**RECORD SET:**
==========

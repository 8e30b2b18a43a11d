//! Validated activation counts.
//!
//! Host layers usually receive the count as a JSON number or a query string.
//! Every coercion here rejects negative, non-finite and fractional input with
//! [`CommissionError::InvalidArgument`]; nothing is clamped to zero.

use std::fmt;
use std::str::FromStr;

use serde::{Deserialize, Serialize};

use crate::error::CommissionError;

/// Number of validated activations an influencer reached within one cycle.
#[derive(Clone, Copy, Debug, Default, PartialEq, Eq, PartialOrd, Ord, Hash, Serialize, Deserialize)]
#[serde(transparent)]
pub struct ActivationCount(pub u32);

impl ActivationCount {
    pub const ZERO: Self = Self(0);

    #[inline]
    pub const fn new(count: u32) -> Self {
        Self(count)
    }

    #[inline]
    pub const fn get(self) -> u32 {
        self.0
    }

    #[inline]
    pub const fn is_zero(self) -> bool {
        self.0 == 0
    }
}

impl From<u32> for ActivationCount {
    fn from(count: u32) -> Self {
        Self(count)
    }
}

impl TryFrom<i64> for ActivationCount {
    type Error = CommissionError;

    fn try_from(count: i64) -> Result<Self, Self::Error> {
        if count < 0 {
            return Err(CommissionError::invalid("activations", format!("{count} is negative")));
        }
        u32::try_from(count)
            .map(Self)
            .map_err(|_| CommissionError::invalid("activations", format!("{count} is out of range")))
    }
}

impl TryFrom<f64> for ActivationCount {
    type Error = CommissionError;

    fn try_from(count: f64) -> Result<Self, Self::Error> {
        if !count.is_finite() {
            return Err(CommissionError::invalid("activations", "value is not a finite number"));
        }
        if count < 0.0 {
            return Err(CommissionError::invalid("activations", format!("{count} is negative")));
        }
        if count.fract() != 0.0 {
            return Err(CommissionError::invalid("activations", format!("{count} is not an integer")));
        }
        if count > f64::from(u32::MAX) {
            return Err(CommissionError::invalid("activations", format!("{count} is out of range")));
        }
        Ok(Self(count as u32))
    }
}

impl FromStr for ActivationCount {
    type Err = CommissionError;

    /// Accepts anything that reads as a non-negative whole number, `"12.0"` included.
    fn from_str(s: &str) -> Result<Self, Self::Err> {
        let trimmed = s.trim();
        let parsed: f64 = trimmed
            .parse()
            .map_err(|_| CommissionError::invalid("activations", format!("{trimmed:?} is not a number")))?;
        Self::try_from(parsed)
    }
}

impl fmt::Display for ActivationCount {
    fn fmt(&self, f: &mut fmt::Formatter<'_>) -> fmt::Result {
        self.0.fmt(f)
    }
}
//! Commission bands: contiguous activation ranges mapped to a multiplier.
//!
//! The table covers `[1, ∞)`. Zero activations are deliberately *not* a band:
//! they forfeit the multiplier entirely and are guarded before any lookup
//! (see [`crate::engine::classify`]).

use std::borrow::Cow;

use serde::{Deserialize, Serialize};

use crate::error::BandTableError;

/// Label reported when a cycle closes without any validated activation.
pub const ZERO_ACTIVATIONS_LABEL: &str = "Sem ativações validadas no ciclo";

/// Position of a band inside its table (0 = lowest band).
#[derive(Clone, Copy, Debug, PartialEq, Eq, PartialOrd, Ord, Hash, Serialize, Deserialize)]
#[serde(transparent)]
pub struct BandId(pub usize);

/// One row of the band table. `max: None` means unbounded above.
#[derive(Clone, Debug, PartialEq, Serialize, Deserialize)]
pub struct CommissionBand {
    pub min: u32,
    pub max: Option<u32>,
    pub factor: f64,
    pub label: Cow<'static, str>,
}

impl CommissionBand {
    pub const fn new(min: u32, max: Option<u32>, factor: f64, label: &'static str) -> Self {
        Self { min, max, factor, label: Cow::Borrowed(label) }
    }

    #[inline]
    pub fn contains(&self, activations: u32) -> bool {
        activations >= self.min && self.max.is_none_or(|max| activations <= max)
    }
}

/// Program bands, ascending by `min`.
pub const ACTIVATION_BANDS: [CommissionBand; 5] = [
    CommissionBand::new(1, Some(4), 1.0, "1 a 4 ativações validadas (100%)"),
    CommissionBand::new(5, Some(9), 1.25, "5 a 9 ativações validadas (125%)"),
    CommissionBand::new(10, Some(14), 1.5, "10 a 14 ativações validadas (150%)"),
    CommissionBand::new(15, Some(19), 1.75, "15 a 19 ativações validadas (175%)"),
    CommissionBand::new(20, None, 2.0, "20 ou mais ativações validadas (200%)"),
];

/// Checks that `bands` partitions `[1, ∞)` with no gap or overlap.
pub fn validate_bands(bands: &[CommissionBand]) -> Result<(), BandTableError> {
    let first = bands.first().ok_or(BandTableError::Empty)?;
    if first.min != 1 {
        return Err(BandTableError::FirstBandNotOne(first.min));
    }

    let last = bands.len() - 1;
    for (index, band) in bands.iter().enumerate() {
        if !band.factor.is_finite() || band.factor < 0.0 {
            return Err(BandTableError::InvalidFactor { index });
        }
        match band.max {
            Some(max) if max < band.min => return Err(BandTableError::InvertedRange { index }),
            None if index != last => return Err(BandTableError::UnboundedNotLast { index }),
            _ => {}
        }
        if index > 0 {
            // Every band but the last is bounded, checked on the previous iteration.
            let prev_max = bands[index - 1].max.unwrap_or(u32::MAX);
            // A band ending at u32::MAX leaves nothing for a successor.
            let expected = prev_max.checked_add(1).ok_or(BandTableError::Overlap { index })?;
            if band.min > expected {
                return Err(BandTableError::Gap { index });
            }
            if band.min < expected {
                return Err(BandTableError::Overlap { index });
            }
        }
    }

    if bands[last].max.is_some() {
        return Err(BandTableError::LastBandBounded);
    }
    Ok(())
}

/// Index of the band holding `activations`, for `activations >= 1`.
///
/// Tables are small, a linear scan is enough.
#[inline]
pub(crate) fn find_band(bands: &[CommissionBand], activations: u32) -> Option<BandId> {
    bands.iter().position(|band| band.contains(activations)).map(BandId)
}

==========

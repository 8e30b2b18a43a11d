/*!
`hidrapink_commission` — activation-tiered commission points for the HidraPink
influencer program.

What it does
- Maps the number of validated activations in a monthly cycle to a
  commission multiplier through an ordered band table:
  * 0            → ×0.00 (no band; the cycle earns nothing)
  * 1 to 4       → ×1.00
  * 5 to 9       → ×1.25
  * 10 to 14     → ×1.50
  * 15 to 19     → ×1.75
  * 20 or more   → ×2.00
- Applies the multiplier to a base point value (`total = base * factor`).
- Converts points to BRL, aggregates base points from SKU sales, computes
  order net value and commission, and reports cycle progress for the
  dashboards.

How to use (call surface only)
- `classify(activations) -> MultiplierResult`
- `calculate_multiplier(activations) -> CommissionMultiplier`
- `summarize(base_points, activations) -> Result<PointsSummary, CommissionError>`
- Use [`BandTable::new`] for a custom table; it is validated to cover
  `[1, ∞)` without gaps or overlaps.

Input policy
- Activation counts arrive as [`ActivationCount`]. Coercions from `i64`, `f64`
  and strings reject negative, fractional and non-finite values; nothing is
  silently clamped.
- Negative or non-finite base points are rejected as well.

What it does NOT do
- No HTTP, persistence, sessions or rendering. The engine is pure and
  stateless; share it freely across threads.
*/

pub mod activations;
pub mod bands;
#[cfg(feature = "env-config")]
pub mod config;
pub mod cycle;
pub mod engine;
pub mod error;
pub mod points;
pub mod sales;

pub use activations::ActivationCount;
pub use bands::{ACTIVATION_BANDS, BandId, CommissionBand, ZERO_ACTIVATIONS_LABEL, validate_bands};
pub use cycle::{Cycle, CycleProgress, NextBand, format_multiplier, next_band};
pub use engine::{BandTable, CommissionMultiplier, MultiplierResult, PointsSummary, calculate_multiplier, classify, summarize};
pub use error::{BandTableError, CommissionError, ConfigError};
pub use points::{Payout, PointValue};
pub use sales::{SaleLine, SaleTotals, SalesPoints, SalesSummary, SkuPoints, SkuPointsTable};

==========

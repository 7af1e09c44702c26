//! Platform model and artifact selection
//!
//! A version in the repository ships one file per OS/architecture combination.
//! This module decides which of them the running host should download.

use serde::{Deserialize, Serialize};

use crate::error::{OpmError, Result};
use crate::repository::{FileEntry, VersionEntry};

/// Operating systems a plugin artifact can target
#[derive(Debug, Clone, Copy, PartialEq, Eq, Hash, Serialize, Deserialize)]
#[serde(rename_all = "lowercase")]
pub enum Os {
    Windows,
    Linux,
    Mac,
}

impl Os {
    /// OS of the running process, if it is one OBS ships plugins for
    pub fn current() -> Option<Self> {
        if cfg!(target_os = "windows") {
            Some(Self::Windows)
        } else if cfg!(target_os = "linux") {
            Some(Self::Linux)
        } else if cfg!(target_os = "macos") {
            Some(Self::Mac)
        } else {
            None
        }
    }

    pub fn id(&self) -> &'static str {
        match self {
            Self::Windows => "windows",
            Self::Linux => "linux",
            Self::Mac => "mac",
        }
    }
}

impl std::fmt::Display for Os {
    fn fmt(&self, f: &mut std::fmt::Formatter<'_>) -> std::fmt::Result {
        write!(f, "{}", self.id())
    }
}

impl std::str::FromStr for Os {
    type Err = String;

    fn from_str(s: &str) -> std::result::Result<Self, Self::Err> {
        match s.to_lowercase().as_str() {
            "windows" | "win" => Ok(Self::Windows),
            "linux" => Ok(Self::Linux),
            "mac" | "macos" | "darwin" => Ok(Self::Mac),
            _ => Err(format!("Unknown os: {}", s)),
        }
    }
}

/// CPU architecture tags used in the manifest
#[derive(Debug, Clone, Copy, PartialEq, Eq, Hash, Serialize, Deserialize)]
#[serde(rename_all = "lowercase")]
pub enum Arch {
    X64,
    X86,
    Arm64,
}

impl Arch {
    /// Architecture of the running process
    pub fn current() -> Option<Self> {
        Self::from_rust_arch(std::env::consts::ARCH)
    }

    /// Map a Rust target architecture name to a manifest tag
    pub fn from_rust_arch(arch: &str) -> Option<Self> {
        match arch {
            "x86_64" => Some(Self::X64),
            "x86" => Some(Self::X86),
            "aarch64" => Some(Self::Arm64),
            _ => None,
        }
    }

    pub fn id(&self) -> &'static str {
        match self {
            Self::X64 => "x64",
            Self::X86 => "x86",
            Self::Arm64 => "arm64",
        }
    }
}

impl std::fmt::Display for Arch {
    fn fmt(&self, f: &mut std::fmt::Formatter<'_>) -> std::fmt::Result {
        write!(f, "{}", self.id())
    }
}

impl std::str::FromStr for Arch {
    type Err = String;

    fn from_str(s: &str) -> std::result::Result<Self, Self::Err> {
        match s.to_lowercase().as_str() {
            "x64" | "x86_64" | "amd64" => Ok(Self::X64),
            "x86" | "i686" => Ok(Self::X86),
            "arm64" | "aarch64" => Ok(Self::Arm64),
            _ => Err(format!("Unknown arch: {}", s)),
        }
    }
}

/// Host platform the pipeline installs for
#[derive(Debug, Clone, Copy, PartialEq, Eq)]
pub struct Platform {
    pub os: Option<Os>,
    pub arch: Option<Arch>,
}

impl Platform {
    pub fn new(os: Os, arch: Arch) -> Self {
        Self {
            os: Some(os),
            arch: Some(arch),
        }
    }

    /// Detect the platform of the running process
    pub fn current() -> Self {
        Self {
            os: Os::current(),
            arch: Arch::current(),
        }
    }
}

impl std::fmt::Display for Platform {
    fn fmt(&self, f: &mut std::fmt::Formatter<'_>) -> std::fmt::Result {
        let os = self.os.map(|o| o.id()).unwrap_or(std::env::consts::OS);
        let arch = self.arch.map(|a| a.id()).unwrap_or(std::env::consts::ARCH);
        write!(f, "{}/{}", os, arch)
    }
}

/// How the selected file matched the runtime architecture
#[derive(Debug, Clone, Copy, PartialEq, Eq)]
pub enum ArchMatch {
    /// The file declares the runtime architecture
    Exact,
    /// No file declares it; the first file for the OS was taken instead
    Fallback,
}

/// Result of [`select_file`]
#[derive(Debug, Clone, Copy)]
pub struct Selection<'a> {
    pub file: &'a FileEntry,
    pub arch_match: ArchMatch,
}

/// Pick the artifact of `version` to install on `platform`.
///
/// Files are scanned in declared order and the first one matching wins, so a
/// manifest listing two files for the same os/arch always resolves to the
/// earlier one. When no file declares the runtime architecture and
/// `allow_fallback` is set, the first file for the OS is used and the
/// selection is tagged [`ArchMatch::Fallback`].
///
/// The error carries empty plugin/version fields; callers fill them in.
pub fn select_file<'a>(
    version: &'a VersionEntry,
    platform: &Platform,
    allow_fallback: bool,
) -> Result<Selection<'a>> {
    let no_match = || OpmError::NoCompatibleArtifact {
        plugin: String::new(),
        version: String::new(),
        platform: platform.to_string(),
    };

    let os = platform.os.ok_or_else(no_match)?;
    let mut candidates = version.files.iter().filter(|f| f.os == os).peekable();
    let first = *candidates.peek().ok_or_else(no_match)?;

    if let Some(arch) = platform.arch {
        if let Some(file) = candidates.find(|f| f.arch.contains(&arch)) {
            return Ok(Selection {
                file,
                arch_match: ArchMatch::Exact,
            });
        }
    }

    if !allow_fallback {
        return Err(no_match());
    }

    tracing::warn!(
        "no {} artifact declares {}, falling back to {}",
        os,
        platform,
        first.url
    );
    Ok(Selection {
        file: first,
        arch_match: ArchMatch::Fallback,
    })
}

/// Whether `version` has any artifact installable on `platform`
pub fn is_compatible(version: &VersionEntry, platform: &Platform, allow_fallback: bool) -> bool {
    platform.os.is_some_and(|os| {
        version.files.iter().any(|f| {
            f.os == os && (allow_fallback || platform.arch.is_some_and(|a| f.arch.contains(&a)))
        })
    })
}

==========

**EXERCISE PROMPT:**
Go through the records. Copy each line where "trimmed" appears.

**WORKED SOLUTION:**
        let trimmed = s.trim();
        let parsed: f64 = trimmed
            .map_err(|_| CommissionError::invalid("activations", format!("{trimmed:?} is not a number")))?;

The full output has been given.